[Stored items]
//! Query string compiler.
//!
//! Built from `nom` combinators over `VerboseError`. Every committed branch
//! is wrapped in `cut`, so the innermost `context` names the failure and its
//! input gives the byte position reported in `DemoError::QuerySyntax`.

use nom::{
    branch::alt,
    bytes::complete::{tag, take_while},
    character::complete::{anychar, char, one_of, satisfy},
    combinator::{cut, eof, map, map_opt, peek, recognize, value},
    error::{context, VerboseError, VerboseErrorKind},
    multi::{fold_many0, many0, many1},
    sequence::{delimited, pair, preceded},
    Finish, IResult,
};

use super::{CompareOp, Predicate, Step};
use crate::error::{DemoError, Result};
use crate::value::Value;

type ParseResult<'a, O> = IResult<&'a str, O, VerboseError<&'a str>>;

/// Compiles `source` into a list of steps.
pub(super) fn parse(source: &str) -> Result<Vec<Step>> {
    query(source)
        .finish()
        .map(|(_, steps)| steps)
        .map_err(|err| syntax_error(source, &err))
}

/// Converts a nom error into a positioned syntax error.
fn syntax_error(source: &str, err: &VerboseError<&str>) -> DemoError {
    let stopped = err.errors.first().map_or("", |(input, _)| *input);
    let (at, reason) = err
        .errors
        .iter()
        .find_map(|(input, kind)| match kind {
            VerboseErrorKind::Context(ctx) => Some((*input, *ctx)),
            _ => None,
        })
        .unwrap_or((stopped, "invalid query"));

    let found = match stopped.trim_start().chars().next() {
        Some(c) => format!("found '{c}'"),
        None => "found end of query".to_owned(),
    };
    DemoError::query_syntax(source.len().saturating_sub(at.len()), format!("{reason}, {found}"))
}

fn ws(input: &str) -> ParseResult<'_, &str> {
    take_while(char::is_whitespace)(input)
}

fn query(input: &str) -> ParseResult<'_, Vec<Step>> {
    let (input, _) = ws(input)?;
    let (input, _) = context("query must start with '$'", char('$'))(input)?;
    let (input, steps) = many0(preceded(ws, step))(input)?;
    let (input, _) = ws(input)?;
    let (input, _) = context("unexpected character", eof)(input)?;
    Ok((input, steps))
}

fn step(input: &str) -> ParseResult<'_, Step> {
    alt((
        map(preceded(char('.'), cut(field_name)), Step::Field),
        preceded(char('['), cut(bracket)),
    ))(input)
}

fn identifier(input: &str) -> ParseResult<'_, &str> {
    recognize(pair(
        satisfy(|c| c.is_ascii_alphabetic() || c == '_'),
        take_while(|c: char| c.is_ascii_alphanumeric() || c == '_'),
    ))(input)
}

fn field_name(input: &str) -> ParseResult<'_, String> {
    context("expected field name", map(identifier, str::to_owned))(input)
}

/// Consumes a closing delimiter, reporting end of input as an unterminated bracket.
fn close<'a>(delimiter: char, expected: &'static str) -> impl FnMut(&'a str) -> ParseResult<'a, char> {
    move |input: &'a str| {
        let reason = if input.is_empty() {
            "unterminated bracket"
        } else {
            expected
        };
        context(reason, char(delimiter))(input)
    }
}

/// Parses the inside of `[...]`; the opening bracket is already consumed.
fn bracket(input: &str) -> ParseResult<'_, Step> {
    let (input, _) = ws(input)?;
    let (input, _) = context("unterminated bracket", peek(anychar))(input)?;
    let (input, step) = context(
        "expected '*', quoted name or filter in brackets",
        alt((
            value(Step::Wildcard, char('*')),
            map(quoted, Step::Field),
            map(preceded(char('?'), cut(filter)), Step::Predicate),
        )),
    )(input)?;
    let (input, _) = ws(input)?;
    let (input, _) = close(']', "expected ']'")(input)?;
    Ok((input, step))
}

/// Parses `(@.path op literal)`; the `?` is already consumed.
fn filter(input: &str) -> ParseResult<'_, Predicate> {
    let (input, _) = ws(input)?;
    let (input, _) = context("expected '('", char('('))(input)?;
    let (input, _) = ws(input)?;
    let (input, _) = context("predicate must start with '@'", char('@'))(input)?;
    let (input, path) = context(
        "predicate needs a field after '@'",
        many1(preceded(char('.'), cut(field_name))),
    )(input)?;
    let (input, _) = ws(input)?;
    let (input, op) = operator(input)?;
    let (input, _) = ws(input)?;
    let (input, literal) = literal(input)?;
    let (input, _) = ws(input)?;
    let (input, _) = close(')', "expected ')'")(input)?;
    Ok((input, Predicate { path, op, literal }))
}

fn operator(input: &str) -> ParseResult<'_, CompareOp> {
    context(
        "unrecognized operator",
        alt((
            value(CompareOp::Eq, tag("==")),
            value(CompareOp::Ne, tag("!=")),
            value(CompareOp::Le, tag("<=")),
            value(CompareOp::Ge, tag(">=")),
            value(CompareOp::Lt, tag("<")),
            value(CompareOp::Gt, tag(">")),
        )),
    )(input)
}

fn literal(input: &str) -> ParseResult<'_, Value> {
    context(
        "invalid literal",
        alt((
            map(quoted, Value::String),
            number,
            map_opt(identifier, |word| match word {
                "true" => Some(Value::Boolean(true)),
                "false" => Some(Value::Boolean(false)),
                _ => None,
            }),
        )),
    )(input)
}

fn number(input: &str) -> ParseResult<'_, Value> {
    peek(one_of("+-0123456789"))(input)?;
    context("invalid number", cut(map_opt(number_text, parse_number)))(input)
}

fn number_text(input: &str) -> ParseResult<'_, &str> {
    recognize(pair(
        one_of("+-0123456789"),
        take_while(|c: char| c.is_ascii_digit() || matches!(c, '.' | 'e' | 'E' | '-' | '+')),
    ))(input)
}

/// Floats when the text has a fraction or exponent, integers otherwise.
fn parse_number(text: &str) -> Option<Value> {
    if text.contains(['.', 'e', 'E']) {
        text.parse::<f64>()
            .ok()
            .filter(|x| x.is_finite())
            .map(Value::Float)
    } else {
        text.parse::<i64>().ok().map(Value::Integer)
    }
}

/// Parses a single- or double-quoted string with backslash escapes.
fn quoted(input: &str) -> ParseResult<'_, String> {
    let (_, quote) = peek(one_of("'\""))(input)?;
    context(
        "unterminated string literal",
        cut(delimited(char(quote), string_body(quote), char(quote))),
    )(input)
}

fn string_body<'a>(quote: char) -> impl FnMut(&'a str) -> ParseResult<'a, String> {
    fold_many0(
        alt((
            preceded(char('\\'), context("invalid escape", cut(one_of("\\'\"")))),
            satisfy(move |c| c != quote && c != '\\'),
        )),
        String::new,
        |mut out, c| {
            out.push(c);
            out
        },
    )
}

#[cfg(test)]
mod tests {
    use super::*;
    use crate::error::ErrorKind;

    fn predicate(steps: &[Step]) -> &Predicate {
        match steps.last() {
            Some(Step::Predicate(p)) => p,
            other => panic!("expected predicate, got {other:?}"),
        }
    }

    #[test]
    fn test_parse_steps() {
        let steps = parse("$.players[*][?(@.class!='other')]").unwrap();
        assert_eq!(steps.len(), 3);
        assert_eq!(steps[0], Step::Field("players".into()));
        assert_eq!(steps[1], Step::Wildcard);
        let p = predicate(&steps);
        assert_eq!(p.path, vec!["class".to_string()]);
        assert_eq!(p.op, CompareOp::Ne);
        assert_eq!(p.literal, Value::from("other"));
    }

    #[test]
    fn test_parse_root_only() {
        assert!(parse("$").unwrap().is_empty());
        assert!(parse("  $  ").unwrap().is_empty());
    }

    #[test]
    fn test_parse_operators() {
        let cases = [
            ("==", CompareOp::Eq),
            ("!=", CompareOp::Ne),
            ("<", CompareOp::Lt),
            ("<=", CompareOp::Le),
            (">", CompareOp::Gt),
            (">=", CompareOp::Ge),
        ];
        for (symbol, op) in cases {
            let steps = parse(&format!("$[?(@.health {symbol} 100)]")).unwrap();
            assert_eq!(predicate(&steps).op, op, "operator {symbol}");
        }
    }

    #[test]
    fn test_parse_literals() {
        let literal = |src: &str| predicate(&parse(src).unwrap()).literal.clone();
        assert_eq!(literal("$[?(@.a == -12)]"), Value::Integer(-12));
        assert_eq!(literal("$[?(@.a == 2.5)]"), Value::Float(2.5));
        assert_eq!(literal("$[?(@.a == 1e3)]"), Value::Float(1000.0));
        assert_eq!(literal("$[?(@.a == true)]"), Value::Boolean(true));
        assert_eq!(literal("$[?(@.a == \"blu\")]"), Value::from("blu"));
        assert_eq!(literal(r"$[?(@.a == 'a\\b')]"), Value::from(r"a\b"));
    }

    #[test]
    fn test_parse_nested_predicate_path() {
        let steps = parse("$.players[*][?(@.position.z > 0)]").unwrap();
        assert_eq!(
            predicate(&steps).path,
            vec!["position".to_string(), "z".to_string()]
        );
    }

    #[test]
    fn test_syntax_errors() {
        let cases = [
            ("players", "must start with '$'"),
            ("$.players[*", "unterminated bracket"),
            ("$.players[", "unterminated bracket"),
            ("$[?(@.class = 'x')]", "unrecognized operator"),
            ("$[?(@.class =< 'x')]", "unrecognized operator"),
            ("$[?(@.class == 'x)]", "unterminated string literal"),
            ("$['open", "unterminated string literal"),
            ("$[?(@ == 1)]", "needs a field"),
            ("$[?(@.a == maybe)]", "invalid literal"),
            ("$[?(@.a == 1.2.3)]", "invalid number"),
            ("$[?(@.a == 99999999999999999999)]", "invalid number"),
            ("$.", "expected field name"),
            ("$..players", "expected field name"),
            ("$[?(@.a == 1]", "expected ')'"),
            ("$ players", "unexpected character"),
        ];

        for (source, reason) in cases {
            let err = parse(source).unwrap_err();
            assert_eq!(err.kind(), ErrorKind::QuerySyntax, "{source}");
            assert!(
                err.to_string().contains(reason),
                "{source}: {err} should mention {reason}"
            );
        }
    }

    #[test]
    fn test_error_position() {
        let err = parse("$.players[?(@.x ~ 1)]").unwrap_err();
        assert!(matches!(err, DemoError::QuerySyntax { position: 16, .. }));
    }
}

**TO DO:**
Copy task for the entries above: every line with the string "consumed".

**RESULT FOR THIS TASK:**
/// Parses the inside of `[...]`; the opening bracket is already consumed.
/// Parses `(@.path op literal)`; the `?` is already consumed.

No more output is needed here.